SBA loan applications require significant paperwork, including detailed financial statements and legal documents. In addition, you’ll likely need to demonstrate that you have a solid business plan that details how you plan to use the funds.
If any supporting documents were missing from your original application or were incomplete, take the time to ensure that everything is completed correctly before applying for a loan again. Lenders will take note of this attention to detail, and it could affect whether you get approved for funding.
3. Understand Your Business Credit Score
According to the NSBA Small Business Access to Capital Study, 20 percent of small business loans are denied due to weak or nonexistent business credit. While you may keep a close eye on your personal credit score — which can also be used to determine whether you’re eligible for an SBA loan — many business owners aren’t as familiar with their business credit score.
Business credit scores are impacted by several factors. These factors include your payment history, length of time in business, outstanding debt, company size, and industry risk. If your score is low, you can improve it by paying your vendors and suppliers on time, opening credit accounts and paying them regularly, and keeping your debit and credit utilization low.
Ultimately, it’s important to keep an eye on your personal and business credit reports. By doing this, you can ensure that there are no mistakes in your reports and that you meet lenders’ score requirements prior to applying again.
4. Consider Alternative Business Funding Options
The good news is that SBA loans aren’t your only option when it comes to funding your business. If the bank determines that you haven’t been in business long enough to qualify for a loan or your credit score needs improvement, research which alternative sources of funding are available to you, such as a business loan from an alternative lender, bootstrapping business lines of credit, or crowdfunding.
In addition, online lenders are typically more flexible than banks with their lending standards, and some cater specifically to new businesses.

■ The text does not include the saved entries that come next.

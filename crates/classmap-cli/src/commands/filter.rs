//! Filter command - class-id predicates per partition
//!
//! Prints one line per physical horizontal partition, in the form the query
//! generator splices into a `WHERE` clause.

use anyhow::Result;
use clap::Args;
use classmap_core::LightweightCache;

use super::{class_id_column, storage_description, table_name};

#[derive(Args, Debug)]
pub struct FilterArgs {
    /// Class id
    class_id: i64,

    /// Class-id column to filter on (defaults to each table's own)
    #[arg(long)]
    column: Option<String>,
}

pub fn execute(args: FilterArgs, cache: &LightweightCache) -> Result<()> {
    let storage = storage_description(cache, args.class_id)?;

    for partition in storage.non_virtual_horizontal_partitions() {
        let column = match args.column {
            Some(ref column) => column.clone(),
            None => class_id_column(cache, partition.table()),
        };

        let predicate = if partition.needs_class_id_filter() {
            partition.class_id_filter_sql(&column)
        } else {
            "(all rows)".to_string()
        };
        println!("{}: {}", table_name(cache, partition.table()), predicate);
    }
    Ok(())
}
//! SQLite Schema Definitions for Mapping Metadata
//!
//! This module defines the read-only system tables the cache queries.
//! They are normally written by schema import; the DDL lives here so that
//! tools and tests can build a metadata database from scratch.

/// Schema version stored in `ec_Metadata`
pub const METADATA_SCHEMA_VERSION: &str = "1.0";

/// SQL to create the schema table
pub const SCHEMA_CREATE_SCHEMA: &str = r#"
CREATE TABLE IF NOT EXISTS ec_Schema (
    Id INTEGER PRIMARY KEY,
    Name TEXT NOT NULL COLLATE NOCASE UNIQUE
)
"#;

/// SQL to create the class table
///
/// `Type`: 0 entity, 1 relationship, 2 struct, 3 custom attribute.
/// `Modifier`: 0 none, 1 abstract, 2 sealed.
pub const SCHEMA_CREATE_CLASS: &str = r#"
CREATE TABLE IF NOT EXISTS ec_Class (
    Id INTEGER PRIMARY KEY,
    SchemaId INTEGER NOT NULL REFERENCES ec_Schema(Id) ON DELETE CASCADE,
    Name TEXT NOT NULL COLLATE NOCASE,
    Type INTEGER NOT NULL DEFAULT 0,
    Modifier INTEGER NOT NULL DEFAULT 0,
    UNIQUE(SchemaId, Name)
)
"#;

/// SQL to create the direct base class table
pub const SCHEMA_CREATE_CLASS_HAS_BASE_CLASSES: &str = r#"
CREATE TABLE IF NOT EXISTS ec_ClassHasBaseClasses (
    Id INTEGER PRIMARY KEY,
    ClassId INTEGER NOT NULL REFERENCES ec_Class(Id) ON DELETE CASCADE,
    BaseClassId INTEGER NOT NULL REFERENCES ec_Class(Id) ON DELETE CASCADE,
    Ordinal INTEGER NOT NULL DEFAULT 0,
    UNIQUE(ClassId, BaseClassId)
)
"#;

/// SQL to create the class hierarchy closure
///
/// Reflexive and transitive: every class has a row with itself as base.
pub const SCHEMA_CREATE_CLASS_HIERARCHY_CACHE: &str = r#"
CREATE TABLE IF NOT EXISTS ec_cache_ClassHierarchy (
    Id INTEGER PRIMARY KEY,
    ClassId INTEGER NOT NULL REFERENCES ec_Class(Id) ON DELETE CASCADE,
    BaseClassId INTEGER NOT NULL REFERENCES ec_Class(Id) ON DELETE CASCADE,
    UNIQUE(ClassId, BaseClassId)
)
"#;

/// SQL to create the physical table list
///
/// `Type`: 0 primary, 1 joined, 2 existing, 3 overflow, 4 virtual.
pub const SCHEMA_CREATE_TABLE: &str = r#"
CREATE TABLE IF NOT EXISTS ec_Table (
    Id INTEGER PRIMARY KEY,
    Name TEXT NOT NULL COLLATE NOCASE UNIQUE,
    Type INTEGER NOT NULL DEFAULT 0,
    ParentTableId INTEGER REFERENCES ec_Table(Id) ON DELETE SET NULL
)
"#;

/// SQL to create the column list
///
/// `ColumnKind` is a bit set; see [`COLUMN_KIND_CLASS_ID`].
pub const SCHEMA_CREATE_COLUMN: &str = r#"
CREATE TABLE IF NOT EXISTS ec_Column (
    Id INTEGER PRIMARY KEY,
    TableId INTEGER NOT NULL REFERENCES ec_Table(Id) ON DELETE CASCADE,
    Name TEXT NOT NULL COLLATE NOCASE,
    ColumnKind INTEGER NOT NULL DEFAULT 0,
    UNIQUE(TableId, Name)
)
"#;

/// SQL to create the class-to-table membership cache
pub const SCHEMA_CREATE_CLASS_HAS_TABLES_CACHE: &str = r#"
CREATE TABLE IF NOT EXISTS ec_cache_ClassHasTables (
    Id INTEGER PRIMARY KEY,
    ClassId INTEGER NOT NULL REFERENCES ec_Class(Id) ON DELETE CASCADE,
    TableId INTEGER NOT NULL REFERENCES ec_Table(Id) ON DELETE CASCADE,
    UNIQUE(ClassId, TableId)
)
"#;

/// SQL to create the class map table
///
/// `MapStrategy` values are listed in [`crate::class_map::MapStrategy`].
pub const SCHEMA_CREATE_CLASS_MAP: &str = r#"
CREATE TABLE IF NOT EXISTS ec_ClassMap (
    ClassId INTEGER PRIMARY KEY REFERENCES ec_Class(Id) ON DELETE CASCADE,
    MapStrategy INTEGER NOT NULL
)
"#;

/// SQL to create the relationship constraint table
///
/// `RelationshipEnd`: 0 source, 1 target.
pub const SCHEMA_CREATE_RELATIONSHIP_CONSTRAINT: &str = r#"
CREATE TABLE IF NOT EXISTS ec_RelationshipConstraint (
    Id INTEGER PRIMARY KEY,
    RelationshipClassId INTEGER NOT NULL REFERENCES ec_Class(Id) ON DELETE CASCADE,
    RelationshipEnd INTEGER NOT NULL,
    IsPolymorphic INTEGER NOT NULL DEFAULT 1,
    UNIQUE(RelationshipClassId, RelationshipEnd)
)
"#;

/// SQL to create the relationship constraint class table
pub const SCHEMA_CREATE_RELATIONSHIP_CONSTRAINT_CLASS: &str = r#"
CREATE TABLE IF NOT EXISTS ec_RelationshipConstraintClass (
    Id INTEGER PRIMARY KEY,
    ConstraintId INTEGER NOT NULL REFERENCES ec_RelationshipConstraint(Id) ON DELETE CASCADE,
    ClassId INTEGER NOT NULL REFERENCES ec_Class(Id) ON DELETE CASCADE,
    UNIQUE(ConstraintId, ClassId)
)
"#;

/// SQL to create the custom attribute table
///
/// `ClassId` is the custom attribute class, `ContainerId` the class carrying it.
pub const SCHEMA_CREATE_CUSTOM_ATTRIBUTE: &str = r#"
CREATE TABLE IF NOT EXISTS ec_CustomAttribute (
    Id INTEGER PRIMARY KEY,
    ContainerId INTEGER NOT NULL REFERENCES ec_Class(Id) ON DELETE CASCADE,
    ClassId INTEGER NOT NULL REFERENCES ec_Class(Id) ON DELETE CASCADE,
    UNIQUE(ContainerId, ClassId)
)
"#;

/// SQL to create the metadata key/value table
pub const SCHEMA_CREATE_METADATA: &str = r#"
CREATE TABLE IF NOT EXISTS ec_Metadata (
    key TEXT PRIMARY KEY NOT NULL,
    value TEXT NOT NULL
)
"#;

/// SQL to create indexes for the lookups the cache issues
pub const SCHEMA_CREATE_INDEXES: &str = r#"
CREATE INDEX IF NOT EXISTS ix_ec_cache_ClassHierarchy_BaseClassId ON ec_cache_ClassHierarchy(BaseClassId);
CREATE INDEX IF NOT EXISTS ix_ec_cache_ClassHasTables_TableId ON ec_cache_ClassHasTables(TableId);
CREATE INDEX IF NOT EXISTS ix_ec_Column_TableId ON ec_Column(TableId);
CREATE INDEX IF NOT EXISTS ix_ec_RelationshipConstraintClass_ClassId ON ec_RelationshipConstraintClass(ClassId);
CREATE INDEX IF NOT EXISTS ix_ec_CustomAttribute_ClassId ON ec_CustomAttribute(ClassId);
"#;

/// All table DDL in dependency order
pub const SCHEMA_CREATE_TABLES: [&str; 12] = [
    SCHEMA_CREATE_SCHEMA,
    SCHEMA_CREATE_CLASS,
    SCHEMA_CREATE_CLASS_HAS_BASE_CLASSES,
    SCHEMA_CREATE_CLASS_HIERARCHY_CACHE,
    SCHEMA_CREATE_TABLE,
    SCHEMA_CREATE_COLUMN,
    SCHEMA_CREATE_CLASS_HAS_TABLES_CACHE,
    SCHEMA_CREATE_CLASS_MAP,
    SCHEMA_CREATE_RELATIONSHIP_CONSTRAINT,
    SCHEMA_CREATE_RELATIONSHIP_CONSTRAINT_CLASS,
    SCHEMA_CREATE_CUSTOM_ATTRIBUTE,
    SCHEMA_CREATE_METADATA,
];

/// `ec_Column.ColumnKind` bit marking the class-id column
pub const COLUMN_KIND_CLASS_ID: i64 = 2;

/// Schema holding the mixin marker custom attribute
pub const MIXIN_SCHEMA_NAME: &str = "CoreCustomAttributes";

/// Name of the mixin marker custom attribute class
pub const MIXIN_CLASS_NAME: &str = "IsMixin";

/// Rebuilds `ec_cache_ClassHierarchy` from `ec_ClassHasBaseClasses`.
///
/// `{ts}` is replaced by the tablespace name.
pub const REPOPULATE_CLASS_HIERARCHY_CACHE: &str = r#"
DELETE FROM [{ts}].ec_cache_ClassHierarchy;
WITH RECURSIVE BaseClasses(ClassId, BaseClassId) AS (
    SELECT Id, Id FROM [{ts}].ec_Class
    UNION
    SELECT BaseClasses.ClassId, b.BaseClassId
    FROM BaseClasses
    JOIN [{ts}].ec_ClassHasBaseClasses b ON b.ClassId = BaseClasses.BaseClassId
)
INSERT INTO [{ts}].ec_cache_ClassHierarchy (ClassId, BaseClassId)
SELECT DISTINCT ClassId, BaseClassId FROM BaseClasses;
"#;
impl LockedCache<'_> {
    /// Account for a metadata statement; failures keep the partial result
    fn settle(&mut self, what: &str, key: impl Display, result: SqliteResult<()>) {
        self.state.metrics.record_query();
        if let Err(e) = result {
            error!("Failed to load {} for {}: {}", what, key, e);
            debug_assert!(false, "failed to load {what} for {key}: {e}");
        }
    }

    pub(crate) fn table(&self, id: TableId) -> Option<DbTable> {
        match load_table(self.conn, self.table_space, id) {
            Ok(table) => table,
            Err(e) => {
                error!("Failed to load table {}: {}", id, e);
                debug_assert!(false, "failed to load table {id}: {e}");
                None
            }
        }
    }

    pub(crate) fn classes_for_table(&mut self, table: TableId) -> &[ClassId] {
        if !self.state.classes_per_table.contains_key(&table) {
            let mut classes = Vec::new();
            let result =
                metadata::classes_for_table(self.conn, self.table_space, table, &mut classes);
            self.settle("classes", format_args!("table {table}"), result);
            debug!("Table {} holds {} class(es)", table, classes.len());
            self.state.classes_per_table.insert(table, classes);
        }
        &self.state.classes_per_table[&table]
    }

    pub(crate) fn vertical_partitions_for_class(&mut self, class_id: ClassId) -> &BTreeSet<TableId> {
        if !self.state.vertical_tables_per_class.contains_key(&class_id) {
            let mut tables = BTreeSet::new();
            let result =
                metadata::tables_for_class(self.conn, self.table_space, class_id, &mut tables);
            self.settle("vertical tables", format_args!("class {class_id}"), result);
            debug!("Class {} spans {} table(s)", class_id, tables.len());
            self.state.vertical_tables_per_class.insert(class_id, tables);
        }
        &self.state.vertical_tables_per_class[&class_id]
    }

    pub(crate) fn horizontal_partitions_for_class(
        &mut self,
        class_id: ClassId,
    ) -> &BTreeMap<TableId, Vec<ClassId>> {
        if !self.state.horizontal_tables_per_class.contains_key(&class_id) {
            // Mixin status is checked on every fill, never cached
            let is_mixin = match metadata::is_mixin(self.conn, self.table_space, class_id) {
                Ok(is_mixin) => {
                    self.settle("mixin status", format_args!("class {class_id}"), Ok(()));
                    is_mixin
                }
                Err(e) => {
                    self.settle("mixin status", format_args!("class {class_id}"), Err(e));
                    false
                }
            };

            let mut tables = BTreeMap::new();
            let result = metadata::horizontal_tables_for_class(
                self.conn,
                self.table_space,
                class_id,
                is_mixin,
                &mut tables,
            );
            self.settle("horizontal tables", format_args!("class {class_id}"), result);
            debug!(
                "Class {}{} is stored horizontally in {} table(s)",
                class_id,
                if is_mixin { " (mixin)" } else { "" },
                tables.len()
            );
            self.state.horizontal_tables_per_class.insert(class_id, tables);
        }
        &self.state.horizontal_tables_per_class[&class_id]
    }

    pub(crate) fn constraint_classes_for_relationship_class(
        &mut self,
        relationship_class_id: ClassId,
    ) -> &BTreeMap<ClassId, RelationshipEnd> {
        if !self
            .state
            .constraint_classes_per_relationship
            .contains_key(&relationship_class_id)
        {
            let mut classes = BTreeMap::new();
            let result = metadata::constraint_classes_for_relationship(
                self.conn,
                self.table_space,
                relationship_class_id,
                &mut classes,
            );
            self.settle(
                "constraint classes",
                format_args!("relationship {relationship_class_id}"),
                result,
            );
            debug!(
                "Relationship {} admits {} constraint class(es)",
                relationship_class_id,
                classes.len()
            );
            self.state
                .constraint_classes_per_relationship
                .insert(relationship_class_id, classes);
        }
        &self.state.constraint_classes_per_relationship[&relationship_class_id]
    }

    pub(crate) fn relationships_for_class(
        &mut self,
        class_id: ClassId,
    ) -> &BTreeMap<ClassId, RelationshipEnd> {
        if !self.state.relationships_per_class.contains_key(&class_id) {
            let mut relationships = BTreeMap::new();
            let result = metadata::relationships_for_class(
                self.conn,
                self.table_space,
                class_id,
                &mut relationships,
            );
            self.settle("relationships", format_args!("class {class_id}"), result);
            self.state
                .relationships_per_class
                .insert(class_id, relationships);
        }
        &self.state.relationships_per_class[&class_id]
    }
}
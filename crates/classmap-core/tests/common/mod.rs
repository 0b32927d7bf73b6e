//! Common test utilities for integration tests.
//!
//! Builds a small metadata database shaped like a real element hierarchy:
//!
//! ```text
//! Element (10)            ts_Element (1, primary)
//! ├── Geometric (11)      + ts_Geometric (2, joined)
//! │   └── Physical (12)   + ts_Geometric_Overflow (3, overflow)   [Markable]
//! └── Annotation (13)
//! Model (14)              ts_Model (5, primary)                   [Markable]
//! Markable (16, mixin)    ts_Markable (4, virtual)
//! ModelOwnsGeometric (17)        FK in target table
//! ElementRefersToElements (18)   ts_ElementRefersToElements (6, link table)
//! ```

#![allow(dead_code)]

use classmap_core::{ClassId, LightweightCache, SchemaScope, ScopeOptions, TableId};
use std::path::Path;
use std::sync::Arc;

pub const ELEMENT: ClassId = ClassId(10);
pub const GEOMETRIC: ClassId = ClassId(11);
pub const PHYSICAL: ClassId = ClassId(12);
pub const ANNOTATION: ClassId = ClassId(13);
pub const MODEL: ClassId = ClassId(14);
pub const IS_MIXIN: ClassId = ClassId(15);
pub const MARKABLE: ClassId = ClassId(16);
pub const MODEL_OWNS_GEOMETRIC: ClassId = ClassId(17);
pub const ELEMENT_REFERS_TO_ELEMENTS: ClassId = ClassId(18);

pub const ELEMENT_TABLE: TableId = TableId(1);
pub const GEOMETRIC_TABLE: TableId = TableId(2);
pub const GEOMETRIC_OVERFLOW_TABLE: TableId = TableId(3);
pub const MARKABLE_TABLE: TableId = TableId(4);
pub const MODEL_TABLE: TableId = TableId(5);
pub const LINK_TABLE: TableId = TableId(6);

pub const FIXTURE_SQL: &str = r#"
INSERT INTO ec_Schema (Id, Name) VALUES (1, 'Fixture'), (2, 'CoreCustomAttributes');

INSERT INTO ec_Class (Id, SchemaId, Name, Type, Modifier) VALUES
    (10, 1, 'Element', 0, 1),
    (11, 1, 'Geometric', 0, 1),
    (12, 1, 'Physical', 0, 0),
    (13, 1, 'Annotation', 0, 0),
    (14, 1, 'Model', 0, 0),
    (15, 2, 'IsMixin', 3, 2),
    (16, 1, 'Markable', 0, 1),
    (17, 1, 'ModelOwnsGeometric', 1, 2),
    (18, 1, 'ElementRefersToElements', 1, 0);

INSERT INTO ec_ClassHasBaseClasses (ClassId, BaseClassId, Ordinal) VALUES
    (11, 10, 0),
    (12, 11, 0),
    (12, 16, 1),
    (13, 10, 0),
    (14, 16, 0);

INSERT INTO ec_CustomAttribute (ContainerId, ClassId) VALUES (16, 15);

INSERT INTO ec_Table (Id, Name, Type, ParentTableId) VALUES
    (1, 'ts_Element', 0, NULL),
    (2, 'ts_Geometric', 1, 1),
    (3, 'ts_Geometric_Overflow', 3, 2),
    (4, 'ts_Markable', 4, NULL),
    (5, 'ts_Model', 0, NULL),
    (6, 'ts_ElementRefersToElements', 0, NULL);

INSERT INTO ec_Column (TableId, Name, ColumnKind) VALUES
    (1, 'Id', 1), (1, 'ECClassId', 2),
    (2, 'ElementId', 1), (2, 'ECClassId', 2),
    (3, 'ElementId', 1),
    (4, 'Id', 1), (4, 'ECClassId', 2),
    (5, 'Id', 1), (5, 'ECClassId', 2),
    (6, 'Id', 1), (6, 'ECClassId', 2);

INSERT INTO ec_cache_ClassHasTables (ClassId, TableId) VALUES
    (10, 1),
    (11, 1), (11, 2),
    (12, 1), (12, 2), (12, 3),
    (13, 1),
    (14, 5),
    (16, 4),
    (18, 6);

INSERT INTO ec_ClassMap (ClassId, MapStrategy) VALUES
    (10, 2), (11, 2), (12, 2), (13, 2),
    (14, 1),
    (16, 2),
    (17, 10),
    (18, 1);

INSERT INTO ec_RelationshipConstraint (Id, RelationshipClassId, RelationshipEnd, IsPolymorphic) VALUES
    (1, 17, 0, 1),
    (2, 17, 1, 1),
    (3, 18, 0, 1),
    (4, 18, 1, 1);

INSERT INTO ec_RelationshipConstraintClass (ConstraintId, ClassId) VALUES
    (1, 14),
    (2, 11),
    (3, 10),
    (4, 10);
"#;

/// Insert the fixture rows and rebuild the hierarchy closure
pub fn populate(scope: &SchemaScope) {
    scope
        .lock()
        .execute_batch(FIXTURE_SQL)
        .expect("Failed to insert fixture rows");
    scope
        .repopulate_class_hierarchy_cache()
        .expect("Failed to build class hierarchy");
}

/// In-memory fixture database with a fresh cache
pub fn fixture() -> LightweightCache {
    let scope = SchemaScope::in_memory(ScopeOptions::default()).expect("Failed to create scope");
    populate(&scope);
    LightweightCache::new(Arc::new(scope))
}

/// On-disk fixture database, for tests that reopen or attach it
pub fn fixture_file(path: &Path) {
    let scope = SchemaScope::create(path, ScopeOptions::default()).expect("Failed to create db");
    populate(&scope);
}

pub fn ids(raw: &[i64]) -> Vec<ClassId> {
    raw.iter().copied().map(ClassId).collect()
}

You may be able to find an alternative lending solution that fits your needs while helping you grow your business.
Conclusion: Financing Options Are Available
As a small business owner, access to capital is critical for long-term success. In fact, 82 percent of small businesses fail due to cash flow problems. An additional 29 percent run out of cash altogether, per a study from InsuranceQuotes.
Although an attractive option for many small business owners, SBA loans can be difficult to secure, and you may not qualify if your business is relatively new. However, with the right course of action, you can improve your chances of being approved for a financing option that better suits your business.